Rumah Mpok Laila pun tak besar. Dia tinggal bersama anak angkatnya, cucu, dan cicit. Atapnya rumahnya banyak bolong. Rumah dan lingkungannya jauh dari kata mentereng, meski disebut kampung artis.
Kawasan sekitar rumah Mpok Laila memang dikenal sebagai kampung artis, Tangkiwood. Mungkin nama tersebut sekarang tak begitu banyak orang tahu. Namun, di tahun 1950-an, Tangkiwood begitu kondang lantaran menjadi tempat tinggal para artis, sutradara, pemain tonil, dan pemain film, juga para musikus.

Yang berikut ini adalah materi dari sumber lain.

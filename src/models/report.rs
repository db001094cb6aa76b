// src/models/report.rs

//! Letter → count report built from crawl results.

use std::collections::BTreeMap;

use serde::Serialize;

use crate::error::{AppError, Result};
use crate::models::LetterResult;

/// Entry count per letter, sorted by letter.
///
/// Letters without any matching entry are absent rather than zero.
#[derive(Debug, Clone, Default, PartialEq, Eq, Serialize)]
#[serde(transparent)]
pub struct AggregateReport {
    counts: BTreeMap<String, usize>,
}

impl AggregateReport {
    /// Reduce crawl results into counts keyed by the requested letter.
    pub fn from_results(results: &[LetterResult]) -> Result<Self> {
        let mut counts = BTreeMap::new();

        for result in results.iter().filter(|r| !r.is_empty()) {
            if result.matched_entries.iter().any(|e| e.is_empty()) {
                return Err(AppError::aggregation(format!(
                    "empty entry name in results for '{}'",
                    result.letter
                )));
            }

            let first = &result.matched_entries[0];
            if !first.starts_with(result.letter.as_str()) {
                log::warn!(
                    "Letter '{}' bucket starts with '{}'; counting under the requested letter",
                    result.letter,
                    first.chars().next().unwrap_or_default()
                );
            }

            if counts
                .insert(result.letter.clone(), result.count())
                .is_some()
            {
                return Err(AppError::aggregation(format!(
                    "duplicate results for letter '{}'",
                    result.letter
                )));
            }
        }

        Ok(Self { counts })
    }

    pub fn get(&self, letter: &str) -> Option<usize> {
        self.counts.get(letter).copied()
    }

    pub fn len(&self) -> usize {
        self.counts.len()
    }

    pub fn is_empty(&self) -> bool {
        self.counts.is_empty()
    }

    /// Sum of all counts.
    pub fn total(&self) -> usize {
        self.counts.values().sum()
    }

    /// `(letter, count)` pairs in ascending letter order.
    pub fn iter(&self) -> impl Iterator<Item = (&str, usize)> {
        self.counts.iter().map(|(k, v)| (k.as_str(), *v))
    }

    /// One `<letter>,<count>` line per letter, each newline-terminated.
    pub fn to_csv(&self) -> String {
        self.iter()
            .map(|(letter, count)| format!("{letter},{count}\n"))
            .collect()
    }
}

#[cfg(test)]
mod tests {
    use super::*;

    #[test]
    fn counts_are_sorted_and_formatted() {
        let results = vec![
            LetterResult::new("B", vec!["Banana".into()]),
            LetterResult::new("A", vec!["Apple".into(), "Ant".into()]),
        ];
        let report = AggregateReport::from_results(&results).unwrap();

        assert_eq!(report.get("A"), Some(2));
        assert_eq!(report.get("B"), Some(1));
        assert_eq!(report.to_csv(), "A,2\nB,1\n");
    }

    #[test]
    fn empty_letters_are_omitted() {
        let results = vec![
            LetterResult::new("А", vec!["Аист".into()]),
            LetterResult::new("Ъ", vec![]),
        ];
        let report = AggregateReport::from_results(&results).unwrap();

        assert_eq!(report.len(), 1);
        assert_eq!(report.get("Ъ"), None);
        assert_eq!(report.to_csv(), "А,1\n");
    }

    #[test]
    fn empty_entry_is_an_aggregation_error() {
        let results = vec![LetterResult::new("A", vec!["".into()])];
        assert!(matches!(
            AggregateReport::from_results(&results),
            Err(AppError::Aggregation(_))
        ));
    }

    #[test]
    fn duplicate_letter_is_an_aggregation_error() {
        let results = vec![
            LetterResult::new("A", vec!["Ant".into()]),
            LetterResult::new("A", vec!["Apple".into()]),
        ];
        assert!(AggregateReport::from_results(&results).is_err());
    }

    #[test]
    fn mismatched_first_entry_keeps_requested_letter() {
        let results = vec![LetterResult::new("Е", vec!["Ёж".into()])];
        let report = AggregateReport::from_results(&results).unwrap();
        assert_eq!(report.get("Е"), Some(1));
        assert_eq!(report.get("Ё"), None);
    }

    #[test]
    fn empty_report_serializes_to_nothing() {
        let report = AggregateReport::from_results(&[]).unwrap();
        assert!(report.is_empty());
        assert_eq!(report.to_csv(), "");
        assert_eq!(report.total(), 0);
    }
}
// src/utils/http.rs

//! HTTP client utilities.

use std::time::Duration;

use reqwest::{Client, ClientBuilder, Proxy};

use crate::error::Result;
use crate::models::CrawlerConfig;

fn base_builder(config: &CrawlerConfig) -> ClientBuilder {
    Client::builder()
        .user_agent(&config.user_agent)
        .timeout(Duration::from_secs(config.timeout_secs))
}

/// Create a configured asynchronous HTTP client.
pub fn create_async_client(config: &CrawlerConfig) -> Result<Client> {
    Ok(base_builder(config).build()?)
}

/// Create a client that differs from the base one in proxy or user agent.
pub fn create_scoped_client(
    config: &CrawlerConfig,
    proxy: Option<&str>,
    user_agent: Option<&str>,
) -> Result<Client> {
    let mut builder = base_builder(config);
    if let Some(proxy) = proxy {
        builder = builder.proxy(Proxy::all(proxy)?);
    }
    if let Some(user_agent) = user_agent {
        builder = builder.user_agent(user_agent);
    }
    Ok(builder.build()?)
}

“Kalau Amerika punya Hollywood, kita punya Tangkiwood,” ujar komposer sekaligus pemain film ternama Bing Slamet, dikutip Alwi Shahab pada Robinhood Betawi: Kisah Betawi Tempo Doeloe.

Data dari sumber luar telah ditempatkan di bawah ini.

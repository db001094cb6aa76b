// src/utils/log.rs

//! Console output with server-style formatting.
//!
//! Used by the pipeline for run headers, steps and summaries. Library
//! diagnostics go through the `log` facade instead.

use std::sync::OnceLock;

use chrono::Local;

/// Log level enum
#[derive(Debug, Clone, Copy, PartialEq, Eq, PartialOrd, Ord)]
pub enum LogLevel {
    Debug,
    Info,
    Warn,
    Error,
}

impl LogLevel {
    fn as_str(&self) -> &'static str {
        match self {
            LogLevel::Debug => "DEBUG",
            LogLevel::Info => "INFO",
            LogLevel::Warn => "WARN",
            LogLevel::Error => "ERROR",
        }
    }

    fn from_str(s: &str) -> Self {
        match s.to_lowercase().as_str() {
            "debug" => LogLevel::Debug,
            "info" => LogLevel::Info,
            "warn" => LogLevel::Warn,
            "error" => LogLevel::Error,
            _ => LogLevel::Info,
        }
    }
}

/// Current log level
static LOG_LEVEL: OnceLock<LogLevel> = OnceLock::new();

/// Set the console level. Only the first call takes effect.
pub fn init(level: &str) {
    let _ = LOG_LEVEL.set(LogLevel::from_str(level));
}

fn should_log(level: LogLevel) -> bool {
    let current = LOG_LEVEL.get().copied().unwrap_or(LogLevel::Info);
    level >= current
}

fn format_log(level: LogLevel, message: &str) -> String {
    let timestamp = Local::now().format("%Y-%m-%d %H:%M:%S");
    format!("[{}] [{}] {}", timestamp, level.as_str(), message)
}

/// Log a warning message
pub fn warn(message: &str) {
    if should_log(LogLevel::Warn) {
        eprintln!("{}", format_log(LogLevel::Warn, message));
    }
}

/// Log an error message
pub fn error(message: &str) {
    if should_log(LogLevel::Error) {
        eprintln!("{}", format_log(LogLevel::Error, message));
    }
}

/// Log a success message (always shown as INFO)
pub fn success(message: &str) {
    println!("{}", format_log(LogLevel::Info, message));
}

/// Log a step in a process
pub fn step(step_num: usize, total: usize, message: &str) {
    if should_log(LogLevel::Info) {
        let msg = format!("[STEP {}/{}] {}", step_num, total, message);
        println!("{}", format_log(LogLevel::Info, &msg));
    }
}

/// Log a header
pub fn header(title: &str) {
    if should_log(LogLevel::Info) {
        let border = "═".repeat(60);
        println!("{}", format_log(LogLevel::Info, &border));
        println!("{}", format_log(LogLevel::Info, &format!("  {}", title)));
        println!("{}", format_log(LogLevel::Info, &border));
    }
}

/// Log a sub-item (indented)
pub fn sub_item(message: &str) {
    if should_log(LogLevel::Info) {
        let msg = format!("    {}", message);
        println!("{}", format_log(LogLevel::Info, &msg));
    }
}

/// Log a summary section
pub fn summary(title: &str, items: &[(&str, String)]) {
    if should_log(LogLevel::Info) {
        let title_msg = format!("[SUMMARY] {}", title);
        println!("{}", format_log(LogLevel::Info, &title_msg));

        for (key, value) in items {
            let item_msg = format!("    {}: {}", key, value);
            println!("{}", format_log(LogLevel::Info, &item_msg));
        }
    }
}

Bing Slamet, menurut Alwi Shahab, secara tidak sengaja, dengan bergurau, menamai kampung Tangkiwood. Meski iseng, penamaan kampung itu memang secara areal permukiman sangat cocok karena dihuni sekira 50 artis.
“Pada saat itu di kampung tersebut bermukim paling sedikit 50 keluarga, yang terdiri dari para artis, penyanyi, pemusik, pelawak, dramawan, dan senima,” kenang Laila Sari dikutip Alwi Shahab.
Nama-nama sohor seperti Raden Muchtar dan istrinya, Sukarsih, Astaman, Pak Bisu, Bu Supi, Jafar Usman, Adhie AS, Amang Rahman, Salim Bahasuan, Tan Tjeng Bok, Fifi Young, Said Effendi penggubah lagu Semalam di Malaysia, Aminah Candrakasih, Wolly Sutinah (Mak Wok), Rukiah dan Kartolo, orang tua Rahmat Kartolo, M Sardi dan Mak Bibah, orang tua Idris Sardi, pernah tinggal di Tangkiwood.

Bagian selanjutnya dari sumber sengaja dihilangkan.